Exercise description: Go through the data and copy every line in which "UserStatusApplier" appears.

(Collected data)
· · ·

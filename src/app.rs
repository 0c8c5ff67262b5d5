//! Process wiring: the two stream processors and the HTTP read API sharing
//! one document store, with coordinated shutdown.

use crate::config::{ServeOpts, ServerOpts};
use crate::http;
use crate::query::QueryService;
use anyhow::{anyhow, Context};
use sms_store_kafka::{EventLog, KafkaConsumer};
use sms_store_kafka_source::{SmsApplier, StreamProcessor, Supervisor, UserStatusApplier};
use sms_store_mongodb::{
    DocumentStore, MongoStore, MongoStoreOpts, SmsRepository, UserRepository,
};
use std::net::SocketAddr;
use std::sync::Arc;
use std::time::Duration;
use tokio::net::TcpListener;
use tokio::task::JoinHandle;
use tracing::{error, info, warn};

/// A running sms-store instance.
pub struct Service {
    supervisor: Supervisor,
    server: Option<JoinHandle<std::io::Result<()>>>,
    local_addr: SocketAddr,
    store: Arc<dyn DocumentStore>,
}

impl Service {
    /// Spawn the SMS and user status processors and start serving HTTP.
    pub async fn start<S, U>(
        store: Arc<dyn DocumentStore>,
        sms_log: S,
        user_log: U,
        opts: &ServerOpts,
    ) -> anyhow::Result<Self>
    where
        S: EventLog + 'static,
        U: EventLog + 'static,
    {
        let mut supervisor = Supervisor::new();
        supervisor.spawn(
            StreamProcessor::new(
                "sms",
                sms_log,
                SmsApplier::new(SmsRepository::new(store.clone())),
            )
            .with_backoff(opts.retry_backoff),
        );
        supervisor.spawn(
            StreamProcessor::new(
                "user-status",
                user_log,
                UserStatusApplier::new(UserRepository::new(store.clone())),
            )
            .with_backoff(opts.retry_backoff),
        );

        let listener = match TcpListener::bind(opts.http_bind).await {
            Ok(listener) => listener,
            Err(e) => {
                // Processors are already running; stop them before bailing.
                if let Err(stop) = supervisor.shutdown(opts.shutdown_timeout).await {
                    warn!("{stop:#}");
                }
                return Err(e).with_context(|| format!("Failed to bind {}", opts.http_bind));
            }
        };
        let local_addr = listener.local_addr()?;

        let app = http::router(QueryService::new(store.clone()));
        let cancel = supervisor.cancellation_token();
        let server = tokio::spawn(async move {
            axum::serve(listener, app)
                .with_graceful_shutdown(async move { cancel.cancelled().await })
                .await
        });
        info!("HTTP read API listening on {local_addr}");

        Ok(Self {
            supervisor,
            server: Some(server),
            local_addr,
            store,
        })
    }

    /// Address the HTTP server is bound to.
    pub fn local_addr(&self) -> SocketAddr {
        self.local_addr
    }

    /// Resolves when a processor or the HTTP server stops on its own.
    ///
    /// Both are expected to run until shutdown, so any exit is a failure.
    pub async fn failed(&mut self) -> anyhow::Error {
        let outcome = {
            let supervisor = &mut self.supervisor;
            let server = self.server.as_mut();
            tokio::select! {
                e = supervisor.unexpected_exit() => return e,
                outcome = async move {
                    match server {
                        Some(handle) => handle.await,
                        None => std::future::pending().await,
                    }
                } => outcome,
            }
        };
        self.server = None;

        match outcome {
            Ok(Ok(())) => anyhow!("HTTP server stopped unexpectedly"),
            Ok(Err(e)) => anyhow!(e).context("HTTP server failed"),
            Err(e) => anyhow!("HTTP server task failed: {e}"),
        }
    }

    /// Stop processors and the HTTP server, then release the store client.
    ///
    /// Everything still running after `timeout` is aborted.
    pub async fn shutdown(self, timeout: Duration) -> anyhow::Result<()> {
        let deadline = tokio::time::Instant::now() + timeout;

        // Cancels the shared token, which also starts the HTTP graceful shutdown
        let processors = self.supervisor.shutdown(timeout).await;

        let server = match self.server {
            Some(mut handle) => match tokio::time::timeout_at(deadline, &mut handle).await {
                Ok(Ok(result)) => result.context("HTTP server failed"),
                Ok(Err(e)) => Err(anyhow!("HTTP server task failed: {e}")),
                Err(_) => {
                    handle.abort();
                    Err(anyhow!("HTTP server did not stop before the deadline"))
                }
            },
            None => Ok(()),
        };

        if let Err(e) = self.store.close().await {
            error!("Failed to close document store: {e}");
        }
        info!("Document store released");

        processors?;
        server
    }
}

/// Run `sms-store serve` until SIGINT/SIGTERM or a component failure.
pub async fn serve(opts: ServeOpts) -> anyhow::Result<()> {
    let mongo_opts = MongoStoreOpts::from(&opts.store);
    let store = MongoStore::connect(&mongo_opts)
        .await
        .with_context(|| format!("Failed to connect to MongoDB at {}", mongo_opts.uri))?;
    info!("Connected to MongoDB database {}", mongo_opts.database);
    let store: Arc<dyn DocumentStore> = Arc::new(store);

    let sms_log = KafkaConsumer::new(&opts.kafka.sms_consumer())
        .context("Failed to create SMS topic consumer")?;
    let user_log = KafkaConsumer::new(&opts.kafka.user_consumer())
        .context("Failed to create user status topic consumer")?;

    let mut service = Service::start(store, sms_log, user_log, &opts.server).await?;

    let failure = tokio::select! {
        signal = shutdown_signal() => {
            signal?;
            info!("Shutdown signal received");
            None
        }
        e = service.failed() => {
            error!("{e:#}");
            Some(e)
        }
    };

    service.shutdown(opts.server.shutdown_timeout).await?;
    info!("sms-store stopped");

    match failure {
        Some(e) => Err(e),
        None => Ok(()),
    }
}

#[cfg(unix)]
async fn shutdown_signal() -> anyhow::Result<()> {
    use tokio::signal::unix::{signal, SignalKind};

    let mut terminate =
        signal(SignalKind::terminate()).context("Failed to install SIGTERM handler")?;
    tokio::select! {
        result = tokio::signal::ctrl_c() => result.context("Failed to listen for Ctrl-C"),
        _ = terminate.recv() => Ok(()),
    }
}

#[cfg(not(unix))]
async fn shutdown_signal() -> anyhow::Result<()> {
    tokio::signal::ctrl_c()
        .await
        .context("Failed to listen for Ctrl-C")
}
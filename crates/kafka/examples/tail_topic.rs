use sms_store_kafka::{ConsumerConfig, EventLog, KafkaConsumer};

/// Print every message of a topic without committing anything
///
/// Useful to inspect what the stream processors will see. Uses a throwaway
/// consumer group so the service's committed offsets are untouched.
///
/// To run this example:
/// 1. Start Kafka with Docker
///   docker run -d --name kafka -p 9092:9092 apache/kafka:latest
/// 2. Run the example
///   cargo run -p sms-store-kafka --example tail_topic -- sms-topic

#[tokio::main]
async fn main() {
    // Initialize tracing
    tracing_subscriber::fmt::init();

    match run_main().await {
        Ok(_) => {}
        Err(e) => {
            eprintln!("Error: {e:?}");
            std::process::exit(1);
        }
    }
}

async fn run_main() -> anyhow::Result<()> {
    let topic = std::env::args()
        .nth(1)
        .unwrap_or_else(|| "sms-topic".to_string());
    let brokers = std::env::var("KAFKA_BROKERS").unwrap_or_else(|_| "localhost:9092".to_string());

    let config = ConsumerConfig {
        brokers,
        group_id: format!("sms-store-tail-{}", std::process::id()),
        topic,
        ..Default::default()
    };
    let consumer = KafkaConsumer::new(&config)?;

    loop {
        tokio::select! {
            _ = tokio::signal::ctrl_c() => break,
            fetched = consumer.fetch() => {
                let message = fetched?;
                println!(
                    "{}[{}]@{}: {}",
                    message.topic,
                    message.partition,
                    message.offset,
                    String::from_utf8_lossy(&message.payload)
                );
            }
        }
    }

    consumer.close().await?;
    Ok(())
}
//! The per-topic consumption loop.

use crate::apply::Applier;
use sms_store_kafka::{EventLog, LogMessage};
use sms_types::{Decode, Keyed};
use std::time::Duration;
use tokio::sync::watch;
use tokio_util::sync::CancellationToken;
use tracing::{debug, info, warn};

/// Pause after a failed fetch or apply.
pub const DEFAULT_BACKOFF: Duration = Duration::from_secs(1);

/// Lifecycle of a [`StreamProcessor`].
///
/// `Idle → Running ⇄ Backoff → Stopped`. `Stopped` is reached only through
/// cancellation and is final.
#[derive(Debug, Clone, Copy, PartialEq, Eq)]
pub enum ProcessorState {
    Idle,
    Running,
    Backoff,
    Stopped,
}

/// Counters reported when a processor stops.
#[derive(Debug, Clone, Copy, Default, PartialEq, Eq)]
pub struct ProcessorStats {
    /// Events applied and acknowledged (commit may still have failed)
    pub applied: u64,
    /// Undecodable payloads dropped
    pub skipped: u64,
    pub fetch_failures: u64,
    pub apply_failures: u64,
    pub commit_failures: u64,
}

enum Outcome {
    Done,
    Retry,
}

/// Drives one topic: fetch a message, decode it, apply it, commit it.
///
/// Processing is strictly serial, one message in flight, so applies happen in
/// log order. The processor owns its log client and closes it on exit.
pub struct StreamProcessor<L, A> {
    name: String,
    log: L,
    applier: A,
    backoff: Duration,
    state: watch::Sender<ProcessorState>,
    stats: ProcessorStats,
}

impl<L, A> StreamProcessor<L, A>
where
    L: EventLog,
    A: Applier,
{
    pub fn new(name: impl Into<String>, log: L, applier: A) -> Self {
        let (state, _) = watch::channel(ProcessorState::Idle);
        Self {
            name: name.into(),
            log,
            applier,
            backoff: DEFAULT_BACKOFF,
            state,
            stats: ProcessorStats::default(),
        }
    }

    pub fn with_backoff(mut self, backoff: Duration) -> Self {
        self.backoff = backoff;
        self
    }

    pub fn name(&self) -> &str {
        &self.name
    }

    /// Observe state transitions.
    pub fn state(&self) -> watch::Receiver<ProcessorState> {
        self.state.subscribe()
    }

    /// Run until `cancel` fires.
    ///
    /// Never fails: transient errors are logged and retried. A message that
    /// was fetched but not applied when cancellation is observed is left
    /// uncommitted and will be redelivered to the next consumer.
    pub async fn run(mut self, cancel: CancellationToken) -> ProcessorStats {
        self.state.send_replace(ProcessorState::Running);
        info!(processor = %self.name, "Stream processor started");

        // Holds a message whose apply failed. Re-fetching would not return it:
        // the client's fetch position has already moved past it.
        let mut redeliver: Option<LogMessage> = None;

        loop {
            let message = match redeliver.take() {
                Some(message) => message,
                None => {
                    let fetched = tokio::select! {
                        biased;
                        _ = cancel.cancelled() => break,
                        fetched = self.log.fetch() => fetched,
                    };
                    match fetched {
                        Ok(message) => message,
                        Err(e) => {
                            warn!(processor = %self.name, error = %e, "Kafka fetch error");
                            self.stats.fetch_failures += 1;
                            if !self.pause(&cancel).await {
                                break;
                            }
                            continue;
                        }
                    }
                }
            };

            if cancel.is_cancelled() {
                break;
            }

            if let Outcome::Retry = self.process(&message).await {
                redeliver = Some(message);
                if !self.pause(&cancel).await {
                    break;
                }
            }
        }

        self.state.send_replace(ProcessorState::Stopped);
        if let Err(e) = self.log.close().await {
            warn!(processor = %self.name, error = %e, "Failed to close event log");
        }
        info!(processor = %self.name, stats = ?self.stats, "Stream processor stopped");
        self.stats
    }

    async fn process(&mut self, message: &LogMessage) -> Outcome {
        let event = match A::Event::decode(&message.payload) {
            Ok(event) => event,
            Err(e) => {
                // Poison message: drop it so the partition keeps moving
                warn!(
                    processor = %self.name,
                    topic = %message.topic,
                    partition = message.partition,
                    offset = message.offset,
                    error = %e,
                    payload = %e.raw,
                    "Failed to decode message, skipping"
                );
                self.stats.skipped += 1;
                self.commit(message).await;
                return Outcome::Done;
            }
        };

        if let Err(e) = self.applier.apply(&event).await {
            warn!(
                processor = %self.name,
                mobile_number = %event.key(),
                topic = %message.topic,
                partition = message.partition,
                offset = message.offset,
                error = %e,
                "Failed to apply event, will retry"
            );
            self.stats.apply_failures += 1;
            return Outcome::Retry;
        }

        self.stats.applied += 1;
        if self.commit(message).await {
            info!(
                processor = %self.name,
                mobile_number = %event.key(),
                topic = %message.topic,
                partition = message.partition,
                offset = message.offset,
                "Processed message"
            );
        }
        Outcome::Done
    }

    async fn commit(&mut self, message: &LogMessage) -> bool {
        match self.log.commit(message).await {
            Ok(()) => {
                debug!(
                    processor = %self.name,
                    partition = message.partition,
                    offset = message.offset,
                    "Committed offset"
                );
                true
            }
            Err(e) => {
                warn!(
                    processor = %self.name,
                    partition = message.partition,
                    offset = message.offset,
                    error = %e,
                    "Failed to commit message"
                );
                self.stats.commit_failures += 1;
                false
            }
        }
    }

    /// Sleep for the backoff interval. Returns false when cancelled instead.
    async fn pause(&self, cancel: &CancellationToken) -> bool {
        self.state.send_replace(ProcessorState::Backoff);
        let resumed = tokio::select! {
            biased;
            _ = cancel.cancelled() => false,
            _ = tokio::time::sleep(self.backoff) => true,
        };
        if resumed {
            self.state.send_replace(ProcessorState::Running);
        }
        resumed
    }
}
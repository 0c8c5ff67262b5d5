//! HTTP read API.
//!
//! - `GET /v1/user/{mobileNumber}/messages`
//! - `GET /v1/users/{status}/filter`
//!
//! Errors are plain-text bodies with the matching status code.

use crate::query::QueryService;
use axum::{
    extract::{Path, State},
    http::StatusCode,
    response::{IntoResponse, Response},
    routing::get,
    Json, Router,
};
use serde::Serialize;
use sms_types::{is_valid_mobile_number, SmsRecord, UserStatus, UserStatusRecord};
use std::future::Future;
use std::time::Duration;

/// Upper bound on a single store query.
pub const REQUEST_TIMEOUT: Duration = Duration::from_secs(10);

/// SMS record as returned to API clients.
#[derive(Debug, Serialize)]
#[serde(rename_all = "camelCase")]
pub struct SmsRecordView {
    pub id: String,
    pub mobile_number: String,
    pub message: String,
    pub status: String,
}

impl From<SmsRecord> for SmsRecordView {
    fn from(record: SmsRecord) -> Self {
        Self {
            id: record.id.map(|id| id.to_hex()).unwrap_or_default(),
            mobile_number: record.mobile_number,
            message: record.message,
            status: record.status,
        }
    }
}

#[derive(Debug, Serialize)]
#[serde(rename_all = "camelCase")]
pub struct UserStatusView {
    pub mobile_number: String,
    pub status: UserStatus,
}

impl From<UserStatusRecord> for UserStatusView {
    fn from(record: UserStatusRecord) -> Self {
        Self {
            mobile_number: record.mobile_number,
            status: record.status,
        }
    }
}

/// Build the read API over `query`.
pub fn router(query: QueryService) -> Router {
    Router::new()
        .route("/v1/user/:mobile_number/messages", get(messages_by_mobile))
        .route("/v1/users/:status/filter", get(users_by_status))
        .with_state(query)
}

async fn messages_by_mobile(
    State(query): State<QueryService>,
    Path(mobile_number): Path<String>,
) -> Response {
    if !is_valid_mobile_number(&mobile_number) {
        return (
            StatusCode::BAD_REQUEST,
            "invalid mobile number: must be exactly 10 digits",
        )
            .into_response();
    }

    match bounded(query.get_by_mobile_number(&mobile_number)).await {
        Ok(records) => {
            let views: Vec<SmsRecordView> = records.into_iter().map(Into::into).collect();
            Json(views).into_response()
        }
        Err(response) => response,
    }
}

async fn users_by_status(
    State(query): State<QueryService>,
    Path(status): Path<String>,
) -> Response {
    let Ok(status) = UserStatus::parse(&status) else {
        return (
            StatusCode::BAD_REQUEST,
            "invalid status: must be either blocked or unblocked",
        )
            .into_response();
    };

    match bounded(query.get_by_status(status)).await {
        Ok(records) => {
            let views: Vec<UserStatusView> = records.into_iter().map(Into::into).collect();
            Json(views).into_response()
        }
        Err(response) => response,
    }
}

/// Run a store query under [`REQUEST_TIMEOUT`], mapping failures to a 500.
async fn bounded<T>(
    query: impl Future<Output = sms_store_mongodb::Result<T>>,
) -> Result<T, Response> {
    match tokio::time::timeout(REQUEST_TIMEOUT, query).await {
        Ok(Ok(value)) => Ok(value),
        Ok(Err(e)) => {
            tracing::error!("Store query failed: {e}");
            Err(internal_error())
        }
        Err(_) => {
            tracing::error!("Store query timed out after {REQUEST_TIMEOUT:?}");
            Err(internal_error())
        }
    }
}

fn internal_error() -> Response {
    (StatusCode::INTERNAL_SERVER_ERROR, "internal server error").into_response()
}
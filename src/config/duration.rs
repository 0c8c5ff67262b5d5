//! Duration parsing utilities.

use anyhow::Context;
use std::time::Duration;

/// Parse a duration string like "1h", "30m", "300s", "250ms" or "300".
/// Supports:
/// - Plain numbers (interpreted as seconds): "300"
/// - Milliseconds suffix: "250ms"
/// - Seconds suffix: "300s"
/// - Minutes suffix: "30m"
/// - Hours suffix: "1h"
pub fn parse_duration(s: &str) -> anyhow::Result<Duration> {
    let s = s.trim();
    if s.is_empty() {
        anyhow::bail!("Empty duration string");
    }

    // "ms" before "m" and "s"
    if let Some(num_str) = s.strip_suffix("ms") {
        let millis: u64 = num_str
            .parse()
            .with_context(|| format!("Invalid milliseconds value: {num_str}"))?;
        return Ok(Duration::from_millis(millis));
    }
    if let Some(num_str) = s.strip_suffix('h') {
        let hours: u64 = num_str
            .parse()
            .with_context(|| format!("Invalid hours value: {num_str}"))?;
        return seconds(hours, 3600, s);
    }
    if let Some(num_str) = s.strip_suffix('m') {
        let minutes: u64 = num_str
            .parse()
            .with_context(|| format!("Invalid minutes value: {num_str}"))?;
        return seconds(minutes, 60, s);
    }
    if let Some(num_str) = s.strip_suffix('s') {
        let secs: u64 = num_str
            .parse()
            .with_context(|| format!("Invalid seconds value: {num_str}"))?;
        return Ok(Duration::from_secs(secs));
    }

    // No suffix - treat as seconds
    let secs: u64 = s
        .parse()
        .with_context(|| format!("Invalid duration value: {s}"))?;
    Ok(Duration::from_secs(secs))
}

fn seconds(count: u64, unit: u64, input: &str) -> anyhow::Result<Duration> {
    count
        .checked_mul(unit)
        .map(Duration::from_secs)
        .with_context(|| format!("Duration out of range: {input}"))
}

#[cfg(test)]
mod tests {
    use super::*;

    #[test]
    fn test_parse_duration() {
        assert_eq!(parse_duration("250ms").unwrap(), Duration::from_millis(250));
        assert_eq!(parse_duration("15s").unwrap(), Duration::from_secs(15));
        assert_eq!(parse_duration("5m").unwrap(), Duration::from_secs(300));
        assert_eq!(parse_duration("1h").unwrap(), Duration::from_secs(3600));
        assert_eq!(parse_duration(" 42 ").unwrap(), Duration::from_secs(42));
    }

    #[test]
    fn test_parse_duration_rejects_garbage() {
        for bad in ["", "s", "-1s", "1.5s", "ten", "1d"] {
            assert!(parse_duration(bad).is_err(), "{bad} should not parse");
        }
    }

    #[test]
    fn test_parse_duration_overflow_is_error() {
        let err = parse_duration("99999999999999999h").unwrap_err();
        assert!(err.to_string().contains("out of range"), "{err}");
        assert!(parse_duration("999999999999999999m").is_err());
        assert_eq!(
            parse_duration(&format!("{}m", u64::MAX / 60)).unwrap(),
            Duration::from_secs(u64::MAX / 60 * 60)
        );
    }
}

· · ·

Answer below:
use sms_store_kafka_source::{SmsApplier, StreamProcessor, Supervisor, UserStatusApplier};
                UserStatusApplier::new(UserRepository::new(store.clone())),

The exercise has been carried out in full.